RECORDS FOR THIS TASK:

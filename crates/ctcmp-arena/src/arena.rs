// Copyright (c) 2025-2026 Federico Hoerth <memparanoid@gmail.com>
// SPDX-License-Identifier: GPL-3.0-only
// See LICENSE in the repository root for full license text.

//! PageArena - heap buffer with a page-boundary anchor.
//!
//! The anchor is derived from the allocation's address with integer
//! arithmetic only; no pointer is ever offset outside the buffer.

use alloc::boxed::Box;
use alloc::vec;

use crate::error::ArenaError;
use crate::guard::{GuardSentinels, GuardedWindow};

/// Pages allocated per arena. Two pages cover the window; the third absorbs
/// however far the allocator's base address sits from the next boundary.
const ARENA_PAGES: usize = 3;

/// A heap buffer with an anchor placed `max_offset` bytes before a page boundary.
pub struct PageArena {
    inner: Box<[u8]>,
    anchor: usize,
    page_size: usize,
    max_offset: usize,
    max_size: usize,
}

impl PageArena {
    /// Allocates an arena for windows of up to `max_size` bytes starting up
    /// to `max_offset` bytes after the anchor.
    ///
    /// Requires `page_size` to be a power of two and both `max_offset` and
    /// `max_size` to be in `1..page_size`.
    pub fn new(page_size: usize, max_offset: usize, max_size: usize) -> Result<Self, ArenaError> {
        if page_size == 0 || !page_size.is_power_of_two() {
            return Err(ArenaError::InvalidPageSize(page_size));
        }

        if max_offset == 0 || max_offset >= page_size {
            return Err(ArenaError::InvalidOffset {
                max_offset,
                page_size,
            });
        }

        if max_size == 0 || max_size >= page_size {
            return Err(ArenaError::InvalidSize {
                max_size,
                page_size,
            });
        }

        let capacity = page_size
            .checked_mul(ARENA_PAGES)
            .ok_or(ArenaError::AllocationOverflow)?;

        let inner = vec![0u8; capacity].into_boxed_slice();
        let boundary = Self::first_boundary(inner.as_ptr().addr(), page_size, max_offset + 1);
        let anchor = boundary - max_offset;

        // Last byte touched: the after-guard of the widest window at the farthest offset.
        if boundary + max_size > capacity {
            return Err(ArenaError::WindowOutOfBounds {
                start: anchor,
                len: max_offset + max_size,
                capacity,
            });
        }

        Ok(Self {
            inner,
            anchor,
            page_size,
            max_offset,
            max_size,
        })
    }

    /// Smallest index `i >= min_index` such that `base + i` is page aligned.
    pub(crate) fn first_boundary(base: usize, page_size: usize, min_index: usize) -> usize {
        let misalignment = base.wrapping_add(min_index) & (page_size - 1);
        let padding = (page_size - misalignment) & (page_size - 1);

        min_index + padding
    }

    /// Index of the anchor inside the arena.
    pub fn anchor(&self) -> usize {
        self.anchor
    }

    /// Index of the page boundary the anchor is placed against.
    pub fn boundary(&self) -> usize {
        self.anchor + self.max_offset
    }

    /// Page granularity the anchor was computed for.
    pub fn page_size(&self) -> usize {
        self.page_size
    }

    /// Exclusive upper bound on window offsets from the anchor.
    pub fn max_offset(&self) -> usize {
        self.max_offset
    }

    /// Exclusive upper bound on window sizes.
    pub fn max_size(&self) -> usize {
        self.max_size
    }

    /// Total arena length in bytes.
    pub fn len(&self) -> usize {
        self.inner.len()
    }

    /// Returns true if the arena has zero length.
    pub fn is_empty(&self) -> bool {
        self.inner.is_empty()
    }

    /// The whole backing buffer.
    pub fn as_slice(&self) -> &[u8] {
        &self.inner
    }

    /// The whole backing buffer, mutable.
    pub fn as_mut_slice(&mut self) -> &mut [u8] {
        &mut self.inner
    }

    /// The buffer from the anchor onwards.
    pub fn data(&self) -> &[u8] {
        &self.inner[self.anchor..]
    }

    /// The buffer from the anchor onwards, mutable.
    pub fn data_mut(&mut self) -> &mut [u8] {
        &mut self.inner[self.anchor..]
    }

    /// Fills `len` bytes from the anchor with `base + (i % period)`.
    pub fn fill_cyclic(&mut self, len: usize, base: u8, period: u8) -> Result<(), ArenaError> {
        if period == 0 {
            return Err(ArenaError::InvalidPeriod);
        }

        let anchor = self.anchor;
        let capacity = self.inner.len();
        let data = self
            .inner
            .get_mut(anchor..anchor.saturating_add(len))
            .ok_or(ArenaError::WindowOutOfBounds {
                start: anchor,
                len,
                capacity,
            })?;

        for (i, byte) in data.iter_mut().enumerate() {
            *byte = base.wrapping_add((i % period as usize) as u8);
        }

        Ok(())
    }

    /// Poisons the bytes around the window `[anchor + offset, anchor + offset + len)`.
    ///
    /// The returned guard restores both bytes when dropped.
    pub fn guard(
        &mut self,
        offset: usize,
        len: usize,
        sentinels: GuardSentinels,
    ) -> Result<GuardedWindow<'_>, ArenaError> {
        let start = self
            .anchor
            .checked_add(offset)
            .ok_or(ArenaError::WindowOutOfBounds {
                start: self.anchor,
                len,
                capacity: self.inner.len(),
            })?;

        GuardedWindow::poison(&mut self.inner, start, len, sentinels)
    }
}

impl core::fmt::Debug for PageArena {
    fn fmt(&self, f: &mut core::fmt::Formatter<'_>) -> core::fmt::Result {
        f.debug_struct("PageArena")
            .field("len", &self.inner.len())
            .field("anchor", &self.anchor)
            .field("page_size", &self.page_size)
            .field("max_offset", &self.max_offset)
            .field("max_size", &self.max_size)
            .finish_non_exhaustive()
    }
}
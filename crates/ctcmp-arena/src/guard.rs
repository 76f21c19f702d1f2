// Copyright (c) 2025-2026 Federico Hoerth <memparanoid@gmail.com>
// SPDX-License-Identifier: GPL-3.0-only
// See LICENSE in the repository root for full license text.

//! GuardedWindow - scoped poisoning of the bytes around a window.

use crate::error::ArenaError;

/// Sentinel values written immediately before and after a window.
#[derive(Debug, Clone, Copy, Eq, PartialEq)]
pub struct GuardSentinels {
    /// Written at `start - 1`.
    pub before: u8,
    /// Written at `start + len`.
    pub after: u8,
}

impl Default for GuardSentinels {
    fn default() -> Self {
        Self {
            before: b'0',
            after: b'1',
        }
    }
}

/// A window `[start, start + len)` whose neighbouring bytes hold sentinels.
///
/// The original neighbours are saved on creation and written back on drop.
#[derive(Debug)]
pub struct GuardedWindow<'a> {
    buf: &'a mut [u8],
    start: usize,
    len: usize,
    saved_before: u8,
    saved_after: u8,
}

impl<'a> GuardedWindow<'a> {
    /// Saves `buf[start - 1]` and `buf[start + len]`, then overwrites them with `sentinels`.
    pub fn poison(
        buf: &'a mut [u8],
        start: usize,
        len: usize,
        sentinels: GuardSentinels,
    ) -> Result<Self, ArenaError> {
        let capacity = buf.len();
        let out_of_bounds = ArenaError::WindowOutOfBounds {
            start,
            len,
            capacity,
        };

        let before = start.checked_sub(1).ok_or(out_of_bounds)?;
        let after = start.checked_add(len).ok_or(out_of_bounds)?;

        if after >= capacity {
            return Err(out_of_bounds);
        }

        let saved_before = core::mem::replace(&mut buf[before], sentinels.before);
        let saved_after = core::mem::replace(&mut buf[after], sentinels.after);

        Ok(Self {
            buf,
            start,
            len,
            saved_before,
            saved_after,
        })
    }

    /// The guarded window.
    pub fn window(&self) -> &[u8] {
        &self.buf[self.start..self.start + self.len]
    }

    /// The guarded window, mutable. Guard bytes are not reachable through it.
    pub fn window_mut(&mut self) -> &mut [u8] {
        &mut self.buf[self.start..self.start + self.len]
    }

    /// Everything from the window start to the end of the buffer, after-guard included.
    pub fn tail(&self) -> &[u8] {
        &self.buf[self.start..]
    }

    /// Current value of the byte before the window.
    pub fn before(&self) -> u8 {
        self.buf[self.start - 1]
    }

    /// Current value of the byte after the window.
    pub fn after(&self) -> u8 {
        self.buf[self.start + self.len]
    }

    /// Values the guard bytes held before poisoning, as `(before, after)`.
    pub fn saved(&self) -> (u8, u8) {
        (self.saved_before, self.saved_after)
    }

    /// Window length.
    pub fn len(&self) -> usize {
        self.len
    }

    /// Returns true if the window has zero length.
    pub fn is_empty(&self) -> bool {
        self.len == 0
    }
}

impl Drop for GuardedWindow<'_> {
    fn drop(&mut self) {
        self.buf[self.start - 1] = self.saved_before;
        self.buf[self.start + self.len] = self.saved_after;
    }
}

TASK GOAL:
Among the records above, find the lines where the word "Result" appears and copy them.

WRITTEN ANSWER:
    pub fn new(page_size: usize, max_offset: usize, max_size: usize) -> Result<Self, ArenaError> {
    pub fn fill_cyclic(&mut self, len: usize, base: u8, period: u8) -> Result<(), ArenaError> {
    ) -> Result<GuardedWindow<'_>, ArenaError> {
    fn fmt(&self, f: &mut core::fmt::Formatter<'_>) -> core::fmt::Result {
    ) -> Result<Self, ArenaError> {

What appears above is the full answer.